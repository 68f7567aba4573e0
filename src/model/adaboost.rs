//! AdaBoost.R2 regressor
//!
//! Boosts shallow regression trees by reweighting samples toward the rounds'
//! largest absolute errors. Predictions are the weighted median of the
//! ensemble, so a few bad rounds cannot drag the output.

use crate::error::{Result, ScorecastError};
use crate::model::decision_tree::DecisionTreeRegressor;
use crate::model::grid::ParamSet;
use crate::model::linear::{positive_float, positive_int, reject_unknown_params};
use ndarray::{Array1, Array2, Axis};
use rand::distributions::{Distribution, WeightedIndex};
use rand::SeedableRng;
use rand_chacha::ChaCha8Rng;
use serde::{Deserialize, Serialize};

#[derive(Debug, Clone, Serialize, Deserialize)]
pub struct AdaBoostRegressor {
    pub n_estimators: usize,
    pub learning_rate: f64,
    pub max_depth: usize,
    pub seed: u64,
    trees: Vec<DecisionTreeRegressor>,
    alphas: Vec<f64>,
}

impl Default for AdaBoostRegressor {
    fn default() -> Self {
        Self {
            n_estimators: 50,
            learning_rate: 1.0,
            max_depth: 3,
            seed: 42,
            trees: Vec::new(),
            alphas: Vec::new(),
        }
    }
}

impl AdaBoostRegressor {
    pub fn new() -> Self {
        Self::default()
    }

    pub fn with_seed(mut self, seed: u64) -> Self {
        self.seed = seed;
        self
    }

    pub fn apply_params(&mut self, params: &ParamSet) -> Result<()> {
        reject_unknown_params(
            "adaboost",
            params,
            &["n_estimators", "learning_rate", "max_depth"],
        )?;
        if let Some(value) = params.get("n_estimators") {
            self.n_estimators = positive_int("n_estimators", value)?;
        }
        if let Some(value) = params.get("learning_rate") {
            self.learning_rate = positive_float("learning_rate", value)?;
        }
        if let Some(value) = params.get("max_depth") {
            self.max_depth = positive_int("max_depth", value)?;
        }
        Ok(())
    }

    /// Fit with the R2 reweighting scheme: each round resamples the training
    /// data by the current weights, fits a tree, and shifts weight onto the
    /// samples it got most wrong. A round with average loss >= 0.5 stops the
    /// boosting early.
    pub fn fit(&mut self, x: &Array2<f64>, y: &Array1<f64>) -> Result<()> {
        let n = x.nrows();
        if n != y.len() {
            return Err(ScorecastError::ShapeError {
                expected: format!("y length = {}", n),
                actual: format!("y length = {}", y.len()),
            });
        }
        if n == 0 {
            return Err(ScorecastError::TrainingError(
                "cannot fit adaboost on an empty matrix".to_string(),
            ));
        }

        self.trees.clear();
        self.alphas.clear();

        let mut rng = ChaCha8Rng::seed_from_u64(self.seed);
        let mut weights = vec![1.0 / n as f64; n];

        for _ in 0..self.n_estimators {
            let dist = WeightedIndex::new(&weights).map_err(|e| {
                ScorecastError::TrainingError(format!("degenerate sample weights: {e}"))
            })?;
            let sample: Vec<usize> = (0..n).map(|_| dist.sample(&mut rng)).collect();
            let x_boot = x.select(Axis(0), &sample);
            let y_boot = Array1::from_iter(sample.iter().map(|&i| y[i]));

            let mut tree = DecisionTreeRegressor::new().with_max_depth(self.max_depth);
            tree.fit(&x_boot, &y_boot)?;

            let predictions = tree.predict(x)?;
            let abs_errors: Vec<f64> = y
                .iter()
                .zip(predictions.iter())
                .map(|(t, p)| (t - p).abs())
                .collect();
            let max_error = abs_errors.iter().cloned().fold(0.0f64, f64::max);

            // Perfect round; keep it with full confidence and stop
            if max_error <= 0.0 {
                self.trees.push(tree);
                self.alphas.push(1.0);
                break;
            }

            let losses: Vec<f64> = abs_errors.iter().map(|e| e / max_error).collect();
            let avg_loss: f64 = weights.iter().zip(losses.iter()).map(|(w, l)| w * l).sum();
            if avg_loss >= 0.5 {
                break;
            }

            let beta = avg_loss / (1.0 - avg_loss);
            self.trees.push(tree);
            self.alphas.push(self.learning_rate * (1.0 / beta).ln());

            for (w, l) in weights.iter_mut().zip(losses.iter()) {
                *w *= beta.powf(self.learning_rate * (1.0 - l));
            }
            let total: f64 = weights.iter().sum();
            if total <= 0.0 {
                break;
            }
            for w in weights.iter_mut() {
                *w /= total;
            }
        }

        if self.trees.is_empty() {
            return Err(ScorecastError::TrainingError(
                "adaboost made no progress in the first round".to_string(),
            ));
        }
        Ok(())
    }

    pub fn predict(&self, x: &Array2<f64>) -> Result<Array1<f64>> {
        if self.trees.is_empty() {
            return Err(ScorecastError::NotFitted);
        }

        let per_tree: Vec<Array1<f64>> = self
            .trees
            .iter()
            .map(|tree| tree.predict(x))
            .collect::<Result<Vec<_>>>()?;

        let predictions: Vec<f64> = (0..x.nrows())
            .map(|row| {
                let values: Vec<f64> = per_tree.iter().map(|p| p[row]).collect();
                weighted_median(&values, &self.alphas)
            })
            .collect();
        Ok(Array1::from_vec(predictions))
    }
}

/// Weighted median: the smallest value whose cumulative weight reaches half
/// the total.
fn weighted_median(values: &[f64], weights: &[f64]) -> f64 {
    let mut order: Vec<usize> = (0..values.len()).collect();
    order.sort_by(|&a, &b| {
        values[a]
            .partial_cmp(&values[b])
            .unwrap_or(std::cmp::Ordering::Equal)
    });

    let half = weights.iter().sum::<f64>() / 2.0;
    let mut cumulative = 0.0;
    for &idx in &order {
        cumulative += weights[idx];
        if cumulative >= half {
            return values[idx];
        }
    }
    values[*order.last().unwrap_or(&0)]
}

#[cfg(test)]
mod tests {
    use super::*;
    use crate::metrics::r2_score;
    use crate::model::grid::ParamValue;
    use ndarray::array;

    fn ramp_data() -> (Array2<f64>, Array1<f64>) {
        let x = Array2::from_shape_fn((40, 1), |(r, _)| r as f64);
        let y = Array1::from_iter((0..40).map(|i| 3.0 * i as f64 + 1.0));
        (x, y)
    }

    #[test]
    fn test_adaboost_fits_ramp() {
        let (x, y) = ramp_data();
        let mut model = AdaBoostRegressor::new().with_seed(7);
        model.fit(&x, &y).unwrap();
        let pred = model.predict(&x).unwrap();
        assert!(r2_score(&y, &pred) > 0.9);
    }

    #[test]
    fn test_seeded_fit_is_reproducible() {
        let (x, y) = ramp_data();

        let mut a = AdaBoostRegressor::new().with_seed(3);
        a.fit(&x, &y).unwrap();
        let mut b = AdaBoostRegressor::new().with_seed(3);
        b.fit(&x, &y).unwrap();

        let pa = a.predict(&x).unwrap();
        let pb = b.predict(&x).unwrap();
        for (u, v) in pa.iter().zip(pb.iter()) {
            assert_eq!(u, v);
        }
    }

    #[test]
    fn test_apply_params() {
        let mut model = AdaBoostRegressor::new();
        model
            .apply_params(&ParamSet::from([
                ("n_estimators".to_string(), ParamValue::Int(16)),
                ("learning_rate".to_string(), ParamValue::Float(0.5)),
            ]))
            .unwrap();
        assert_eq!(model.n_estimators, 16);
        assert_eq!(model.learning_rate, 0.5);

        let bad = ParamSet::from([("alpha".to_string(), ParamValue::Float(1.0))]);
        assert!(model.apply_params(&bad).is_err());
    }

    #[test]
    fn test_predict_before_fit_errors() {
        let model = AdaBoostRegressor::new();
        assert!(matches!(
            model.predict(&array![[1.0]]),
            Err(ScorecastError::NotFitted)
        ));
    }

    #[test]
    fn test_weighted_median_prefers_heavy_value() {
        let values = [1.0, 10.0, 100.0];
        let weights = [0.1, 0.2, 5.0];
        assert_eq!(weighted_median(&values, &weights), 100.0);
    }
}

****

**WHAT IS BEING ASKED:**
Once the line with "fn ramp_data() ->" has been found in the records above, retype it and every line after it exactly, and include nothing else.

**ANSWER BOX:**
    fn ramp_data() -> (Array2<f64>, Array1<f64>) {
        let x = Array2::from_shape_fn((40, 1), |(r, _)| r as f64);
        let y = Array1::from_iter((0..40).map(|i| 3.0 * i as f64 + 1.0));
        (x, y)
    }

    #[test]
    fn test_adaboost_fits_ramp() {
        let (x, y) = ramp_data();
        let mut model = AdaBoostRegressor::new().with_seed(7);
        model.fit(&x, &y).unwrap();
        let pred = model.predict(&x).unwrap();
        assert!(r2_score(&y, &pred) > 0.9);
    }

    #[test]
    fn test_seeded_fit_is_reproducible() {
        let (x, y) = ramp_data();

        let mut a = AdaBoostRegressor::new().with_seed(3);
        a.fit(&x, &y).unwrap();
        let mut b = AdaBoostRegressor::new().with_seed(3);
        b.fit(&x, &y).unwrap();

        let pa = a.predict(&x).unwrap();
        let pb = b.predict(&x).unwrap();
        for (u, v) in pa.iter().zip(pb.iter()) {
            assert_eq!(u, v);
        }
    }

    #[test]
    fn test_apply_params() {
        let mut model = AdaBoostRegressor::new();
        model
            .apply_params(&ParamSet::from([
                ("n_estimators".to_string(), ParamValue::Int(16)),
                ("learning_rate".to_string(), ParamValue::Float(0.5)),
            ]))
            .unwrap();
        assert_eq!(model.n_estimators, 16);
        assert_eq!(model.learning_rate, 0.5);

        let bad = ParamSet::from([("alpha".to_string(), ParamValue::Float(1.0))]);
        assert!(model.apply_params(&bad).is_err());
    }

    #[test]
    fn test_predict_before_fit_errors() {
        let model = AdaBoostRegressor::new();
        assert!(matches!(
            model.predict(&array![[1.0]]),
            Err(ScorecastError::NotFitted)
        ));
    }

    #[test]
    fn test_weighted_median_prefers_heavy_value() {
        let values = [1.0, 10.0, 100.0];
        let weights = [0.1, 0.2, 5.0];
        assert_eq!(weighted_median(&values, &weights), 100.0);
    }
}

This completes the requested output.